Task requirements: Repeat the records. Match each character exactly.

Provided information:
---+---

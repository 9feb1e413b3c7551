//! 验证码下发
//!
//! 1. 规范化手机号、校验语言代码
//! 2. 生成数字验证码，只保存 sha256 摘要
//! 3. 通过短信网关下发，无论成功与否都有审计记录
//!
//! 验证码校验不在本服务范围内。

use std::sync::Arc;

use chrono::{Duration, Utc};
use loyalty_shared::config::OtpConfig;
use rand::Rng;
use sha2::{Digest, Sha256};
use tracing::{info, instrument};

use super::dto::OtpIssued;
use crate::error::Result;
use crate::models::{NewOtpCode, TenantScope};
use crate::notification::SmsDispatcher;
use crate::repository::OtpRepositoryTrait;
use crate::validation;

pub struct OtpService {
    otps: Arc<dyn OtpRepositoryTrait>,
    dispatcher: Arc<SmsDispatcher>,
    ttl: Duration,
    code_length: u32,
}

impl OtpService {
    pub fn new(
        otps: Arc<dyn OtpRepositoryTrait>,
        dispatcher: Arc<SmsDispatcher>,
        config: &OtpConfig,
    ) -> Self {
        Self {
            otps,
            dispatcher,
            ttl: Duration::seconds(config.ttl_seconds.max(1)),
            code_length: config.code_length.clamp(4, 10),
        }
    }

    #[instrument(skip_all, fields(scope = %scope, language_code = %language_code))]
    pub async fn issue_otp(
        &self,
        scope: TenantScope,
        phone_no: &str,
        language_code: &str,
    ) -> Result<OtpIssued> {
        let phone_no = validation::normalize_phone(phone_no)?;
        validation::validate_language_code(language_code)?;

        let code = generate_code(self.code_length);
        let expires_at = Utc::now() + self.ttl;
        let otp = self
            .otps
            .create(&NewOtpCode {
                scope,
                phone_no: phone_no.clone(),
                code_hash: hash_code(&code),
                expires_at,
            })
            .await?;

        let sms = self
            .dispatcher
            .send_sms(&phone_no, &code, language_code.trim())
            .await?;

        info!(
            otp_id = otp.id,
            sms_log_id = sms.id,
            status = sms.status.as_str(),
            "验证码已下发"
        );

        Ok(OtpIssued {
            phone_no,
            expires_at: otp.expires_at,
            sms_log_id: sms.id,
            sms_status: sms.status,
        })
    }
}

fn generate_code(length: u32) -> String {
    let mut rng = rand::rng();
    (0..length)
        .map(|_| char::from(b'0' + rng.random_range(0..10u8)))
        .collect()
}

/// 验证码摘要（小写十六进制）
pub fn hash_code(code: &str) -> String {
    format!("{:x}", Sha256::digest(code.as_bytes()))
}

#[cfg(test)]
mod tests {
    use super::*;
    use crate::models::{OtpCode, SmsLog, SmsStatus};
    use crate::notification::{SimulatedSmsGateway, TemplateEngine};
    use crate::repository::{MockOtpRepositoryTrait, MockSmsLogRepositoryTrait};

    fn sms_logs() -> MockSmsLogRepositoryTrait {
        let mut repo = MockSmsLogRepositoryTrait::new();
        repo.expect_create().times(1).returning(|log| {
            Ok(SmsLog {
                id: 9,
                phone_no: log.phone_no.clone(),
                language_code: log.language_code.clone(),
                provider: log.provider.clone(),
                request_payload: log.request_payload.clone(),
                response_payload: log.response_payload.clone(),
                status: log.status,
                error_message: log.error_message.clone(),
                created_at: Utc::now(),
            })
        });
        repo
    }

    fn dispatcher(gateway: SimulatedSmsGateway) -> Arc<SmsDispatcher> {
        Arc::new(SmsDispatcher::new(
            Arc::new(gateway),
            Arc::new(sms_logs()),
            Arc::new(TemplateEngine::with_defaults()),
            "LOYALTY",
        ))
    }

    fn otp_repo() -> MockOtpRepositoryTrait {
        let mut repo = MockOtpRepositoryTrait::new();
        repo.expect_create()
            .times(1)
            .withf(|otp| otp.phone_no == "+971501234567" && otp.code_hash.len() == 64)
            .returning(|otp| {
                Ok(OtpCode {
                    id: 1,
                    tenant_id: otp.scope.tenant_id,
                    business_unit_id: otp.scope.business_unit_id,
                    phone_no: otp.phone_no.clone(),
                    code_hash: otp.code_hash.clone(),
                    expires_at: otp.expires_at,
                    created_at: Utc::now(),
                })
            });
        repo
    }

    #[test]
    fn test_generate_code_is_numeric() {
        let code = generate_code(6);
        assert_eq!(code.len(), 6);
        assert!(code.chars().all(|c| c.is_ascii_digit()));
    }

    #[test]
    fn test_hash_code_is_sha256_hex() {
        assert_eq!(
            hash_code("123456"),
            "8d969eef6ecad3c29a3a629280e686cf0c3f5d5a86aff3ca12020c923adc6c92"
        );
    }

    #[tokio::test]
    async fn test_issue_otp_normalizes_phone() {
        let service = OtpService::new(
            Arc::new(otp_repo()),
            dispatcher(SimulatedSmsGateway::new()),
            &OtpConfig::default(),
        );

        let issued = service
            .issue_otp(TenantScope::new(1, 2), "00971 50-123-4567", "ar")
            .await
            .unwrap();

        assert_eq!(issued.phone_no, "+971501234567");
        assert_eq!(issued.sms_status, SmsStatus::Sent);
        assert!(issued.expires_at > Utc::now());
    }

    #[tokio::test]
    async fn test_gateway_failure_still_issues() {
        let service = OtpService::new(
            Arc::new(otp_repo()),
            dispatcher(SimulatedSmsGateway::failing("gateway down")),
            &OtpConfig::default(),
        );

        let issued = service
            .issue_otp(TenantScope::new(1, 2), "+971501234567", "en")
            .await
            .unwrap();
        assert_eq!(issued.sms_status, SmsStatus::Failed);
    }

    #[tokio::test]
    async fn test_invalid_phone_is_rejected_before_persisting() {
        let mut otps = MockOtpRepositoryTrait::new();
        otps.expect_create().never();
        let service = OtpService::new(
            Arc::new(otps),
            Arc::new(SmsDispatcher::new(
                Arc::new(SimulatedSmsGateway::new()),
                Arc::new(MockSmsLogRepositoryTrait::new()),
                Arc::new(TemplateEngine::with_defaults()),
                "LOYALTY",
            )),
            &OtpConfig::default(),
        );

        let result = service.issue_otp(TenantScope::new(1, 2), "12", "en").await;
        assert!(matches!(result, Err(crate::error::LedgerError::Validation(_))));
    }
}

---+---

Answer box:
repository 9feb1e413b3c7551
//! 验证码下发
//!
//! 1. 规范化手机号、校验语言代码
//! 2. 生成数字验证码，只保存 sha256 摘要
//! 3. 通过短信网关下发，无论成功与否都有审计记录
//!
//! 验证码校验不在本服务范围内。

use std::sync::Arc;

use chrono::{Duration, Utc};
use loyalty_shared::config::OtpConfig;
use rand::Rng;
use sha2::{Digest, Sha256};
use tracing::{info, instrument};

use super::dto::OtpIssued;
use crate::error::Result;
use crate::models::{NewOtpCode, TenantScope};
use crate::notification::SmsDispatcher;
use crate::repository::OtpRepositoryTrait;
use crate::validation;

pub struct OtpService {
    otps: Arc<dyn OtpRepositoryTrait>,
    dispatcher: Arc<SmsDispatcher>,
    ttl: Duration,
    code_length: u32,
}

impl OtpService {
    pub fn new(
        otps: Arc<dyn OtpRepositoryTrait>,
        dispatcher: Arc<SmsDispatcher>,
        config: &OtpConfig,
    ) -> Self {
        Self {
            otps,
            dispatcher,
            ttl: Duration::seconds(config.ttl_seconds.max(1)),
            code_length: config.code_length.clamp(4, 10),
        }
    }

    #[instrument(skip_all, fields(scope = %scope, language_code = %language_code))]
    pub async fn issue_otp(
        &self,
        scope: TenantScope,
        phone_no: &str,
        language_code: &str,
    ) -> Result<OtpIssued> {
        let phone_no = validation::normalize_phone(phone_no)?;
        validation::validate_language_code(language_code)?;

        let code = generate_code(self.code_length);
        let expires_at = Utc::now() + self.ttl;
        let otp = self
            .otps
            .create(&NewOtpCode {
                scope,
                phone_no: phone_no.clone(),
                code_hash: hash_code(&code),
                expires_at,
            })
            .await?;

        let sms = self
            .dispatcher
            .send_sms(&phone_no, &code, language_code.trim())
            .await?;

        info!(
            otp_id = otp.id,
            sms_log_id = sms.id,
            status = sms.status.as_str(),
            "验证码已下发"
        );

        Ok(OtpIssued {
            phone_no,
            expires_at: otp.expires_at,
            sms_log_id: sms.id,
            sms_status: sms.status,
        })
    }
}

fn generate_code(length: u32) -> String {
    let mut rng = rand::rng();
    (0..length)
        .map(|_| char::from(b'0' + rng.random_range(0..10u8)))
        .collect()
}

/// 验证码摘要（小写十六进制）
pub fn hash_code(code: &str) -> String {
    format!("{:x}", Sha256::digest(code.as_bytes()))
}

#[cfg(test)]
mod tests {
    use super::*;
    use crate::models::{OtpCode, SmsLog, SmsStatus};
    use crate::notification::{SimulatedSmsGateway, TemplateEngine};
    use crate::repository::{MockOtpRepositoryTrait, MockSmsLogRepositoryTrait};

    fn sms_logs() -> MockSmsLogRepositoryTrait {
        let mut repo = MockSmsLogRepositoryTrait::new();
        repo.expect_create().times(1).returning(|log| {
            Ok(SmsLog {
                id: 9,
                phone_no: log.phone_no.clone(),
                language_code: log.language_code.clone(),
                provider: log.provider.clone(),
                request_payload: log.request_payload.clone(),
                response_payload: log.response_payload.clone(),
                status: log.status,
                error_message: log.error_message.clone(),
                created_at: Utc::now(),
            })
        });
        repo
    }

    fn dispatcher(gateway: SimulatedSmsGateway) -> Arc<SmsDispatcher> {
        Arc::new(SmsDispatcher::new(
            Arc::new(gateway),
            Arc::new(sms_logs()),
            Arc::new(TemplateEngine::with_defaults()),
            "LOYALTY",
        ))
    }

    fn otp_repo() -> MockOtpRepositoryTrait {
        let mut repo = MockOtpRepositoryTrait::new();
        repo.expect_create()
            .times(1)
            .withf(|otp| otp.phone_no == "+971501234567" && otp.code_hash.len() == 64)
            .returning(|otp| {
                Ok(OtpCode {
                    id: 1,
                    tenant_id: otp.scope.tenant_id,
                    business_unit_id: otp.scope.business_unit_id,
                    phone_no: otp.phone_no.clone(),
                    code_hash: otp.code_hash.clone(),
                    expires_at: otp.expires_at,
                    created_at: Utc::now(),
                })
            });
        repo
    }

    #[test]
    fn test_generate_code_is_numeric() {
        let code = generate_code(6);
        assert_eq!(code.len(), 6);
        assert!(code.chars().all(|c| c.is_ascii_digit()));
    }

    #[test]
    fn test_hash_code_is_sha256_hex() {
        assert_eq!(
            hash_code("123456"),
            "8d969eef6ecad3c29a3a629280e686cf0c3f5d5a86aff3ca12020c923adc6c92"
        );
    }

    #[tokio::test]
    async fn test_issue_otp_normalizes_phone() {
        let service = OtpService::new(
            Arc::new(otp_repo()),
            dispatcher(SimulatedSmsGateway::new()),
            &OtpConfig::default(),
        );

        let issued = service
            .issue_otp(TenantScope::new(1, 2), "00971 50-123-4567", "ar")
            .await
            .unwrap();

        assert_eq!(issued.phone_no, "+971501234567");
        assert_eq!(issued.sms_status, SmsStatus::Sent);
        assert!(issued.expires_at > Utc::now());
    }

    #[tokio::test]
    async fn test_gateway_failure_still_issues() {
        let service = OtpService::new(
            Arc::new(otp_repo()),
            dispatcher(SimulatedSmsGateway::failing("gateway down")),
            &OtpConfig::default(),
        );

        let issued = service
            .issue_otp(TenantScope::new(1, 2), "+971501234567", "en")
            .await
            .unwrap();
        assert_eq!(issued.sms_status, SmsStatus::Failed);
    }

    #[tokio::test]
    async fn test_invalid_phone_is_rejected_before_persisting() {
        let mut otps = MockOtpRepositoryTrait::new();
        otps.expect_create().never();
        let service = OtpService::new(
            Arc::new(otps),
            Arc::new(SmsDispatcher::new(
                Arc::new(SimulatedSmsGateway::new()),
                Arc::new(MockSmsLogRepositoryTrait::new()),
                Arc::new(TemplateEngine::with_defaults()),
                "LOYALTY",
            )),
            &OtpConfig::default(),
        );

        let result = service.issue_otp(TenantScope::new(1, 2), "12", "en").await;
        assert!(matches!(result, Err(crate::error::LedgerError::Validation(_))));
    }
}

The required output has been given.